The state’s Hispanic population increased 8.7 percent, adding 13,569 residents from 2006.
Hispanics make up 3.83 percent of the state’s population, up from 3.59 percent a year ago and 2.37 percent in 2000.
The increase has led to a demand for new and expanded services ranging from bilingual classroom teachers to emergency room interpreters.
"A bilingual person is golden in any capacity," said Pat Mitchell, executive director of human resources for Greenville County Schools.
The influx in Hispanic students "places that much more demand on the need for teachers qualified to teach these students in a market that’s already tight," Mitchell said.
As a result, the district recruits Spanish teachers from nations including Spain and Costa Rica, Mitchell said.
Under an agreement between the state Department of Education and the Spanish government, 21 teachers from Spain are teaching foreign language courses in 11 South Carolina school districts this year, said Jim Foster, spokesman for the state Department of Education.
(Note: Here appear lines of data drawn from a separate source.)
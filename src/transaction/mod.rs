//! Transaction support for installs
//!
//! An install touches the registry and three artifact files. Running it
//! inside an [`InstallTransaction`] guarantees that a failure part-way leaves
//! the user environment as it was before the install started.
//!
//! ## Usage
//!
//! ```ignore
//! let mut transaction = InstallTransaction::new(registry.path());
//! let guard = transaction.backup_registry(registry.lock()?)?;
//! registry.upsert(guard, &id, entry)?;
//!
//! // Perform operations...
//! transaction.track_file_created(path);
//!
//! // On success:
//! transaction.commit();
//!
//! // On error (automatic via Drop if not committed):
//! // rollback happens automatically
//! ```
//!
//! The registry lock taken for the backup is held until commit or rollback,
//! so a restore never overwrites another process's update.
//!
//! Files that already existed and were overwritten are not restored: bundles
//! can be large and are not copied aside.

use std::fs;
use std::io::ErrorKind;
use std::path::PathBuf;

use crate::error::{Result, fs as fs_error};
use crate::registry::RegistryGuard;

/// Registry file state captured before the install touched it
#[derive(Debug, Clone)]
enum RegistrySnapshot {
    Absent,
    Present(Vec<u8>),
}

/// A rollback scope for one install
#[derive(Debug)]
pub struct InstallTransaction {
    /// Registry file path
    registry_path: PathBuf,

    /// Registry content before the install
    registry_snapshot: Option<RegistrySnapshot>,

    /// Registry lock, held from backup until commit or rollback
    registry_guard: Option<RegistryGuard>,

    /// Files created during this transaction
    created_files: Vec<PathBuf>,

    /// Whether the transaction has been committed
    committed: bool,
}

impl InstallTransaction {
    pub fn new(registry_path: impl Into<PathBuf>) -> Self {
        Self {
            registry_path: registry_path.into(),
            registry_snapshot: None,
            registry_guard: None,
            created_files: Vec::new(),
            committed: false,
        }
    }

    /// Capture the registry file under `guard` so it can be restored on rollback
    ///
    /// Must be called before the registry is modified. The transaction keeps
    /// the guard; the returned reference is for the registry update itself.
    pub fn backup_registry(&mut self, guard: RegistryGuard) -> Result<&RegistryGuard> {
        let snapshot = match fs::read(&self.registry_path) {
            Ok(content) => RegistrySnapshot::Present(content),
            Err(e) if e.kind() == ErrorKind::NotFound => RegistrySnapshot::Absent,
            Err(e) => return Err(fs_error::read_failed(&self.registry_path, e)),
        };
        self.registry_snapshot = Some(snapshot);
        Ok(&*self.registry_guard.insert(guard))
    }

    /// Track a file that did not exist before this transaction
    pub fn track_file_created(&mut self, path: impl Into<PathBuf>) {
        self.created_files.push(path.into());
    }

    /// Commit the transaction (prevent rollback)
    pub fn commit(mut self) {
        self.committed = true;
    }

    /// Undo everything tracked so far
    pub fn rollback(&mut self) {
        if self.committed {
            return;
        }

        for path in self.created_files.drain(..).rev() {
            match fs::remove_file(&path) {
                Ok(()) => tracing::debug!(path = %path.display(), "rolled back created file"),
                Err(e) if e.kind() == ErrorKind::NotFound => {}
                Err(e) => {
                    tracing::warn!(path = %path.display(), error = %e, "failed to remove file during rollback");
                }
            }
        }

        let restored = match self.registry_snapshot.take() {
            None => Ok(()),
            Some(RegistrySnapshot::Present(content)) => fs::write(&self.registry_path, content),
            Some(RegistrySnapshot::Absent) => match fs::remove_file(&self.registry_path) {
                Err(e) if e.kind() == ErrorKind::NotFound => Ok(()),
                other => other,
            },
        };
        if let Err(e) = restored {
            tracing::warn!(path = %self.registry_path.display(), error = %e, "failed to restore registry");
        }
        self.registry_guard = None;
    }
}

impl Drop for InstallTransaction {
    fn drop(&mut self) {
        if !self.committed {
            tracing::debug!("install not committed, rolling back");
            self.rollback();
        }
    }
}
Greenville County School’s English for Speakers of Other Languages program also has grown -- tenfold -- from fewer than 500 students 10 years ago to more than 5,000 students today, and is the state’s largest in terms of enrollment, said Eve Diaz, program coordinator. Greenville has the most residents overall among the state’s 46 counties.
In 1998, the school district had fewer than 10 people designated to work only with English language learners. Today there are more than 100 personnel -- teachers and assistants -- who work at least part of a day, and some full time with the program, Diaz said.
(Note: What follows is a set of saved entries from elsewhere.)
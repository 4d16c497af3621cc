//! Translation coverage report

use crate::i18n::{self, Localizer, MessageKey};
use crate::ui;

/// Print how many messages each language translates and which are missing
pub fn run(l10n: &Localizer) {
    for coverage in i18n::coverage() {
        ui::info(&l10n.format(
            MessageKey::TranslationSummary,
            &[&coverage.lang.code(), &coverage.translated, &coverage.total],
        ));
        for key in &coverage.missing {
            ui::info(&l10n.format(MessageKey::TranslationMissing, &[&format!("{key:?}")]));
        }
    }
}
//! Launcher entry generation

use std::path::Path;

use super::BundleMetadata;

/// Switch appended to the launch command when the caller asks for it
pub const NO_SANDBOX_ARG: &str = "--no-sandbox";

/// Render the `.desktop` file that registers an installed bundle.
///
/// `exec` replaces the bundle's own Exec value. Categories always gets a
/// trailing `;`, even when empty or already terminated.
pub fn render(metadata: &BundleMetadata, exec: &str, icon: &str) -> String {
    format!(
        "[Desktop Entry]\n\
         Type=Application\n\
         Name={name}\n\
         Comment={comment}\n\
         Exec={exec}\n\
         Icon={icon}\n\
         Terminal=false\n\
         Categories={categories};\n",
        name = metadata.name,
        comment = metadata.comment,
        categories = metadata.categories,
    )
}

/// Launch command for a retained bundle
pub fn launch_command(bundle: &Path, no_sandbox: bool) -> String {
    let program = quote_exec_arg(&bundle.display().to_string());
    if no_sandbox {
        format!("{program} {NO_SANDBOX_ARG}")
    } else {
        program
    }
}

/// Escape an Exec argument, quoting it when it contains reserved characters.
///
/// `%` is doubled so it is not read as a field code. Exec is a string value,
/// so the backslashes added by quoting are escaped once more.
fn quote_exec_arg(arg: &str) -> String {
    const RESERVED: &[char] = &[
        ' ', '\t', '"', '\'', '\\', '>', '<', '~', '|', '&', ';', '$', '*', '?', '#', '(', ')',
        '`',
    ];
    let arg = arg.replace('%', "%%");
    if !arg.contains(RESERVED) {
        return arg;
    }

    let mut quoted = String::with_capacity(arg.len() + 2);
    quoted.push('"');
    for c in arg.chars() {
        if matches!(c, '"' | '`' | '$' | '\\') {
            quoted.push('\\');
        }
        quoted.push(c);
    }
    quoted.push('"');
    quoted.replace('\\', "\\\\")
}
The program’s growth is fueled by an expanding international population and also recent federal and state mandates such as No Child Left Behind that broaden the definition of who is served and for how long, Diaz said.
Greenville Hospital System University Medical Center also is actively recruiting bilingual employees.
The hospital is recruiting employees in registration and clinical areas in particular and also is increasing its language services staff to better serve the Upstate’s growing Hispanic communities, said Sandy Dees, a hospital spokeswoman.
"We are reaching out to minority vendors to help expand opportunities to work with GHS, and we are expanding our community outreach programming into the Hispanic community," Dees said. "We are covering a broader range of initiatives to better meet the needs."
While South Carolina has seen the nation’s largest percentage increase in Hispanic residents, the actual number of Hispanic residents -- 168,920 -- is relatively small compared to some other areas, according to the census figures.
The Hispanic populations of California and Texas grew by a larger number of people than South Carolina’s total Hispanic population. California’s Hispanic population grew by 267,779 people in 2007, and the Hispanic population in Texas grew by 307,782.
The increasing Hispanic population impacts personal life as well as professional life for Diaz, who came to Greenville in 1996 from the international climate of Miami, Fla. At that time she could spend an afternoon shopping at Haywood Mall and never hear a word of Spanish -- her own native tongue. Now she can hear Spanish spoken within minutes of entering the mall.
Diaz said Greenville’s growing foreign presence -- Hispanics and also people from other nations employed by companies, such as BMW and Michelin -- adds richness to life for all who live here.
"When we have students who speak another language at home, it can only enrich the overall classroom experience," Diaz said. "The world is shrinking with technology. It is even more important to be exposed to different cultures and people at a younger age. There is going to be a lot more sharing and diversity in the world that they grow up in."
At the same time, she’s aware that not everyone welcomes the growing numbers of Hispanic residents.
"Any time there’s any minority group that is different, there are always going to be incidents, things that occur that are reactionary," Diaz said. "I believe that the presence of foreign international population has helped Greenville and will continue to help Greenville."